Sen. Hillary Rodham Clinton (N.Y.) voted to authorize the war in Iraq and has never apologized for her vote, even as the Democratic nominating process has intensified and she has been drawn into a three-way race with a pair of more outspoken Iraq war foes, Sen. Barack Obama (Ill.) and former senator John Edwards of North Carolina.

Both the former president and his wife have grown increasingly critical of the war's management in recent years. Both have also pointed to their remarks, made before the invasion, in which they said they would like to see weapons inspectors finish their work in Iraq before the launch of an attack -- a distinction that has allowed both Clintons to claim consistency on Iraq.

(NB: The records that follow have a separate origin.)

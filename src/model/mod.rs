//! Data model types.

pub mod memo;
pub mod normalized;

pub use memo::{MemoId, MemoRecord, RelationRef, ResourceRef, RowStatus};
pub use normalized::{ChangeSet, NormalizedMemo, ResolvedResource};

Sen. Hillary Clinton has, at times, even cited the experience her husband had dealing with the Iraqi government in the 1990s as one reason that she gave President Bush the benefit of the doubt when she voted for the war in 2002.

Jay Carson, a spokesman for the Clintons, pointed to those comments about weapons inspections as evidence that the former president was not trying to rewrite history. "As he said from the beginning and many times since, President Clinton disagreed with taking the country to war in Iraq without allowing the weapons inspectors to finish their jobs," Carson said.

But past remarks made by the former president do leave open a question about how fervently Clinton opposed the war at the outset and before it grew widely unpopular. In immediate hindsight, Clinton did not sound like a fierce critic.

"I supported the president when he asked for authority to stand up against weapons of mass destruction in Iraq," Clinton said on May 18, 2003, during a commencement speech at Tougaloo College in Mississippi.